WHAT TO WORK ON:
Scan the listing for "vcov" and copy out each line that has it.

DATA FOR THE TASK START

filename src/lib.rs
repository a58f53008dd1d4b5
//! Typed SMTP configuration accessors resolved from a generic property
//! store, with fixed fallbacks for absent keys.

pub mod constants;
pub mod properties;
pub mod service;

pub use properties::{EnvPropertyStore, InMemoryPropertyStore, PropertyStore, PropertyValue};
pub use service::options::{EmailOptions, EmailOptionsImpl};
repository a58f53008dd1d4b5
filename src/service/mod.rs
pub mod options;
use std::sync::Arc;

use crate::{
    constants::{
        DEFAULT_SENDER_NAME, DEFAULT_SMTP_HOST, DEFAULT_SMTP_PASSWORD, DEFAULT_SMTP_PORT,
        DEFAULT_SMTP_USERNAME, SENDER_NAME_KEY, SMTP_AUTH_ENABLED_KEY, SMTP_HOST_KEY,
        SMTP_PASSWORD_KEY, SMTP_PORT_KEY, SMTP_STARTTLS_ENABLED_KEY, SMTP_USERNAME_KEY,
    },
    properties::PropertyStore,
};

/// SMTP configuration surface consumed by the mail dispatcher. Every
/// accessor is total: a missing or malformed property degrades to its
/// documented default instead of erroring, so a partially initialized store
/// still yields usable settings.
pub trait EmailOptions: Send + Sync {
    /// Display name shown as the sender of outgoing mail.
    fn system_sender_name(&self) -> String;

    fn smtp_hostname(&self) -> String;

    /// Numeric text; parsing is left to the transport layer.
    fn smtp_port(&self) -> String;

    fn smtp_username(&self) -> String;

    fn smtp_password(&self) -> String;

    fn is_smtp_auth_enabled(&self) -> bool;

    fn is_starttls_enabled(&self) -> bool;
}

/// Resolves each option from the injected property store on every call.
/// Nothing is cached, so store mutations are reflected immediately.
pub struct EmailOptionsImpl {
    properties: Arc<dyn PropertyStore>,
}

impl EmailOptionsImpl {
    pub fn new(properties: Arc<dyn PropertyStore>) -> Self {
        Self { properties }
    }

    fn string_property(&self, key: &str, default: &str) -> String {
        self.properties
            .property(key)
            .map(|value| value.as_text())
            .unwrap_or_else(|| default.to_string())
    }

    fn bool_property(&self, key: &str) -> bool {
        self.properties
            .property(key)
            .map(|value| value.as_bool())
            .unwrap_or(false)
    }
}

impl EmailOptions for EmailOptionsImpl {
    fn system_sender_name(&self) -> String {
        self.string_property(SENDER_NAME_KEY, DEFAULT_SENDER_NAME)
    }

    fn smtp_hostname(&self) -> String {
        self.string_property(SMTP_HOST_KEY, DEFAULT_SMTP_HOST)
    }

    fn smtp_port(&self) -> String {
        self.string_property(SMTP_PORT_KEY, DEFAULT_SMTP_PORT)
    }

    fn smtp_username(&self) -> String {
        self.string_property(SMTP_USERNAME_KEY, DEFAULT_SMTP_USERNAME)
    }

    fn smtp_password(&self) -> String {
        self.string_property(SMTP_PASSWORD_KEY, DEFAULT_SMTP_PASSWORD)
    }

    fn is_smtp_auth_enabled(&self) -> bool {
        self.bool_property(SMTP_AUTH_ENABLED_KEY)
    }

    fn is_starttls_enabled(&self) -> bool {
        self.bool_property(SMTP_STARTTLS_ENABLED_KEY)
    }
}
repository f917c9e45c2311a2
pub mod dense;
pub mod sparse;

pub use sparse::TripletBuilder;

DATA FOR THE TASK END
DATA FOR THE TASK START

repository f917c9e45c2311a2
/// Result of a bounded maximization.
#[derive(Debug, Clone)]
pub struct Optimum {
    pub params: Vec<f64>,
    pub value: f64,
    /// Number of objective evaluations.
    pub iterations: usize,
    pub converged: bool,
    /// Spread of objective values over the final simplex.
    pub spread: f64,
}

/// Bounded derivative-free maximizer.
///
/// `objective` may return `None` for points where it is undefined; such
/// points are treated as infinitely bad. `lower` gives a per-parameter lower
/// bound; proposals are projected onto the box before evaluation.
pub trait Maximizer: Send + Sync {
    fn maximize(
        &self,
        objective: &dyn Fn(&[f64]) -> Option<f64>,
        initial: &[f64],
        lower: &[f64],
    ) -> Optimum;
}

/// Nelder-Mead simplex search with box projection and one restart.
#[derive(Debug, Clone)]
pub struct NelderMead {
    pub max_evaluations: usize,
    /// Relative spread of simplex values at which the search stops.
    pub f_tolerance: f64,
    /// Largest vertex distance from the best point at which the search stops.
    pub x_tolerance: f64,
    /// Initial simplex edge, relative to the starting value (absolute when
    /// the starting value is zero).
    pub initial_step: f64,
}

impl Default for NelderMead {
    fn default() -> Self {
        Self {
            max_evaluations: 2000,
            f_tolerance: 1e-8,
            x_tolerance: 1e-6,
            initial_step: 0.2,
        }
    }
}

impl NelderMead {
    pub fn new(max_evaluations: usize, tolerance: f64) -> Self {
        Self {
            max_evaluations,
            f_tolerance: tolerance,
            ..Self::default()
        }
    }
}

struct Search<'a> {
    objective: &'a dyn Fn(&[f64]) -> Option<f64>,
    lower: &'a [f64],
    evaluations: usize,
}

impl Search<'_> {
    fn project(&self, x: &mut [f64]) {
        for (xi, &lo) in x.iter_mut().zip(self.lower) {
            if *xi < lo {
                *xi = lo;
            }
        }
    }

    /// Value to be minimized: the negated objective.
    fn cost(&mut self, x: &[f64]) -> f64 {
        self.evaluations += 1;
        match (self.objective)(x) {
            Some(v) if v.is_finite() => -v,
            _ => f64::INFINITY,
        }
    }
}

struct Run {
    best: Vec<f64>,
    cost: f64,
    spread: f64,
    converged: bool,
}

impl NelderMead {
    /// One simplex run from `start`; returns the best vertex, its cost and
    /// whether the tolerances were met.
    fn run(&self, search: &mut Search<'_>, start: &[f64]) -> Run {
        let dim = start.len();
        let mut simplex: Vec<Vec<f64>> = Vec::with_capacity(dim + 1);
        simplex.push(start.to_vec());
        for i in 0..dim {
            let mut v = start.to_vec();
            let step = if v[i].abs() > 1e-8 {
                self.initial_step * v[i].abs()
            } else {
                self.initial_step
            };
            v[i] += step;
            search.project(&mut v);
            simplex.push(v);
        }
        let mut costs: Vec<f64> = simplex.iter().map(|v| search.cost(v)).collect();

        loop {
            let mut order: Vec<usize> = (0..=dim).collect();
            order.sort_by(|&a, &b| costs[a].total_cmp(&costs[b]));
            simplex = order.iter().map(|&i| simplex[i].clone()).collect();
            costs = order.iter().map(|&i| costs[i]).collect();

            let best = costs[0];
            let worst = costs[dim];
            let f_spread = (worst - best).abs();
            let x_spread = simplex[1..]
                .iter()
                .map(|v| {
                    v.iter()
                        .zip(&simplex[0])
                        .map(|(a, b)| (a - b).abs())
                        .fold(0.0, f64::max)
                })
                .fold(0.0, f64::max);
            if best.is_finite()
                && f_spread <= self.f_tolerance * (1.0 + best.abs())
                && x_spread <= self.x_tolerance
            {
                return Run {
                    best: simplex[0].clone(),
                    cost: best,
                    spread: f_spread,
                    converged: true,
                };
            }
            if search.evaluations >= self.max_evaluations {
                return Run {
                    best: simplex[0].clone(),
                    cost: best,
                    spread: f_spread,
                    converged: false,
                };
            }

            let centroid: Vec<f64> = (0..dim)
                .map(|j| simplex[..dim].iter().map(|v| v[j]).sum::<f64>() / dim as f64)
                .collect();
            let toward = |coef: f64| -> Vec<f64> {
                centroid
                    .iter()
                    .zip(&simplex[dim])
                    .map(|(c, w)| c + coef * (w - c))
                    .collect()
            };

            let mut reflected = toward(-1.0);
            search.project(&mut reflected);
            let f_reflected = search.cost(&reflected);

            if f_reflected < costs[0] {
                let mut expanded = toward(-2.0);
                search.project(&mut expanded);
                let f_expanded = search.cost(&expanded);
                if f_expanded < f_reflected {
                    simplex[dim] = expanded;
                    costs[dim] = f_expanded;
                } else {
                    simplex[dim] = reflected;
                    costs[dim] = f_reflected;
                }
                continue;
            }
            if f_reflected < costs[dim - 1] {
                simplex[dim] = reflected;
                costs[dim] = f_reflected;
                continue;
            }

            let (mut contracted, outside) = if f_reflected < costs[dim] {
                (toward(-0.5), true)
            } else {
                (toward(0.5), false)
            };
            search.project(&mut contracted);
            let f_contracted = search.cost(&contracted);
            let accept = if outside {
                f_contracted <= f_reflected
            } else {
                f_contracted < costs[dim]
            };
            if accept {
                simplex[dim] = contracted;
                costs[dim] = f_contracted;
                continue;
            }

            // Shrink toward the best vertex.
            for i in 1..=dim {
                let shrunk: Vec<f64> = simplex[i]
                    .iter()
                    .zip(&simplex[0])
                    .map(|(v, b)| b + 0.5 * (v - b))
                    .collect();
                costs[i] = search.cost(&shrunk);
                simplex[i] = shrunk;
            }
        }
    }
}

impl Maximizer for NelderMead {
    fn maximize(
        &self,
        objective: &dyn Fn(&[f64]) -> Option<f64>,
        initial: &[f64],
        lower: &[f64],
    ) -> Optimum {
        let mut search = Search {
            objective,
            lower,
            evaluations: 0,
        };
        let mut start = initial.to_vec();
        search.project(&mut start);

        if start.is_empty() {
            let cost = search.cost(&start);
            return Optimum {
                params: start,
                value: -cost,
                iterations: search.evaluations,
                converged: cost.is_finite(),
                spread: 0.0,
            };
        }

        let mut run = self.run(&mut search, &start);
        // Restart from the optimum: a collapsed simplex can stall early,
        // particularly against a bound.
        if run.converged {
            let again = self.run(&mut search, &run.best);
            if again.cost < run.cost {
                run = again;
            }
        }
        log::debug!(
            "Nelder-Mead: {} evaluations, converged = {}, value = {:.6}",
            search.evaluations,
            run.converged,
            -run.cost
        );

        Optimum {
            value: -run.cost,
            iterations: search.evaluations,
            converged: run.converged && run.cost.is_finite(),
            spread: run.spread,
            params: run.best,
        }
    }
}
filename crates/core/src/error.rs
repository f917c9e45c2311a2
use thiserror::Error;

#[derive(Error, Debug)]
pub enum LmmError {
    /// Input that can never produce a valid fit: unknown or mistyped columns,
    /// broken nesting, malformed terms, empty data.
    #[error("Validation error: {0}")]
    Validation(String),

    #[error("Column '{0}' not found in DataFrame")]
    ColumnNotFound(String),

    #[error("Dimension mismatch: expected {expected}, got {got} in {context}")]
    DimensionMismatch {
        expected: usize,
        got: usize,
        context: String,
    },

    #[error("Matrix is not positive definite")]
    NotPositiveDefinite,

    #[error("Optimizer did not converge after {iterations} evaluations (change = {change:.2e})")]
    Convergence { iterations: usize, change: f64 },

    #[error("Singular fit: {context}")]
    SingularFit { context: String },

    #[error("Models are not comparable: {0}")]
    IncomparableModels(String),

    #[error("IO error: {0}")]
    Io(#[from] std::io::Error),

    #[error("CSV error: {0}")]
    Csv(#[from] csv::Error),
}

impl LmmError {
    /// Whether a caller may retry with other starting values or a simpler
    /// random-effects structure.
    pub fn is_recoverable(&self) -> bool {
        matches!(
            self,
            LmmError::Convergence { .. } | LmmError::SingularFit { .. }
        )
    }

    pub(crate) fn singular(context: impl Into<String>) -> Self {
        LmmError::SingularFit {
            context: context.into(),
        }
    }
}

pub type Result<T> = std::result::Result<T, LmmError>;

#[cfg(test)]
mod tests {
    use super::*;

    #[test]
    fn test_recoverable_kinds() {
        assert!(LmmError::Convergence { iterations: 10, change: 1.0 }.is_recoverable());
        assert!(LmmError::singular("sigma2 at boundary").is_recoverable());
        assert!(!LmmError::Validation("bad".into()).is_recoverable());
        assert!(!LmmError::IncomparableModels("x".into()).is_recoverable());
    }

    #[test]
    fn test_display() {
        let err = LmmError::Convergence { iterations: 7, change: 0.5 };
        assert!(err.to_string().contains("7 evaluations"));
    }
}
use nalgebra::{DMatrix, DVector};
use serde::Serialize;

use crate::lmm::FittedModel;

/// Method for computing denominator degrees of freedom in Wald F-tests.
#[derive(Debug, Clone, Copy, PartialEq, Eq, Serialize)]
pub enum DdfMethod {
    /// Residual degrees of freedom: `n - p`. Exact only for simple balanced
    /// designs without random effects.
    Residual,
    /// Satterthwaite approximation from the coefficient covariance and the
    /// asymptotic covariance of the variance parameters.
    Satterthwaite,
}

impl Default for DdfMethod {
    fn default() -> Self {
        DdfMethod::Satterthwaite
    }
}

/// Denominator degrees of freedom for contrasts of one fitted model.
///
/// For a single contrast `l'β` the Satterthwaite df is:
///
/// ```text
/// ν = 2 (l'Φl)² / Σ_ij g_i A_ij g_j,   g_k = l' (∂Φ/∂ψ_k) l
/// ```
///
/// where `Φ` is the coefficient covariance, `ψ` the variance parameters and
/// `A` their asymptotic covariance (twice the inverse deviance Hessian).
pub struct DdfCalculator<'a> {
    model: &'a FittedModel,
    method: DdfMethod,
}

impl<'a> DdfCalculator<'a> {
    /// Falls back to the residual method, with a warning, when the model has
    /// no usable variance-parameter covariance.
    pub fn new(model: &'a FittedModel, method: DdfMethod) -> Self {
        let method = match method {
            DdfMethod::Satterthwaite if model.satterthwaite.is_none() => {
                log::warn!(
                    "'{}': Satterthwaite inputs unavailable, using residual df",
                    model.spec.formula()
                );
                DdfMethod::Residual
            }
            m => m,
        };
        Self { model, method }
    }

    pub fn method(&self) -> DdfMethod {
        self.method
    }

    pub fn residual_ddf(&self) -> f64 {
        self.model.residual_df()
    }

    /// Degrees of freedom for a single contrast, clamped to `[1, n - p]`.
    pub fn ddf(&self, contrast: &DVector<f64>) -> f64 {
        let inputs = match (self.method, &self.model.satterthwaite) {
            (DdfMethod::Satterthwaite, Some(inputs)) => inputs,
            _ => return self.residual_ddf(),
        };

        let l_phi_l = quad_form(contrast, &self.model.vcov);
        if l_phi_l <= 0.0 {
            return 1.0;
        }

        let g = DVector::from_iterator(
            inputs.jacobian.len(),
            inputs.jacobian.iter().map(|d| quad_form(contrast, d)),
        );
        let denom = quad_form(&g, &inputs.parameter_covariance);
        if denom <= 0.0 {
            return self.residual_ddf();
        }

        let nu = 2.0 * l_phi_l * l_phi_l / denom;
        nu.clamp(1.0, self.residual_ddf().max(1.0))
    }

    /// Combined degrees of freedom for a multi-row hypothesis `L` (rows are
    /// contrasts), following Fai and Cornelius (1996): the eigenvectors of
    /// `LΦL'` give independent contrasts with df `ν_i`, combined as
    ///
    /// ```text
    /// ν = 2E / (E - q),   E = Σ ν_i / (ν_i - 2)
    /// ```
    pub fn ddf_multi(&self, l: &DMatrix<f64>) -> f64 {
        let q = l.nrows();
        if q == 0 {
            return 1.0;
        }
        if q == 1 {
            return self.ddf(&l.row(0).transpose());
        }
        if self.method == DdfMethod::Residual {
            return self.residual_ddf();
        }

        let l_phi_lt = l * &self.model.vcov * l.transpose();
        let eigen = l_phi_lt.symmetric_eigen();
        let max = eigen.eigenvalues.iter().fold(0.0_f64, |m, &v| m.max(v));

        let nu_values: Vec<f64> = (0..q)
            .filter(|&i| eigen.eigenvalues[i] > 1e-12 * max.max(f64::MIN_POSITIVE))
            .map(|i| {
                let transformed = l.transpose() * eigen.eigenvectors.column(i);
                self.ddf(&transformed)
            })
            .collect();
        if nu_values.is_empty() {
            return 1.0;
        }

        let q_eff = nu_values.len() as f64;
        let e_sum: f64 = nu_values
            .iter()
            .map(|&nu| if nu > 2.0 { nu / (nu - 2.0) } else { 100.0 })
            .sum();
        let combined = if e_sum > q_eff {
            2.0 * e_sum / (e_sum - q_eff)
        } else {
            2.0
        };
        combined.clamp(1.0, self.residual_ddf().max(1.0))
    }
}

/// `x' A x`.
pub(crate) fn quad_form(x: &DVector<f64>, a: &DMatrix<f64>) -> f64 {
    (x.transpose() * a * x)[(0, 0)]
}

DATA FOR THE TASK END

REPLY TO THE TASK:
        let l_phi_l = quad_form(contrast, &self.model.vcov);
        let l_phi_lt = l * &self.model.vcov * l.transpose();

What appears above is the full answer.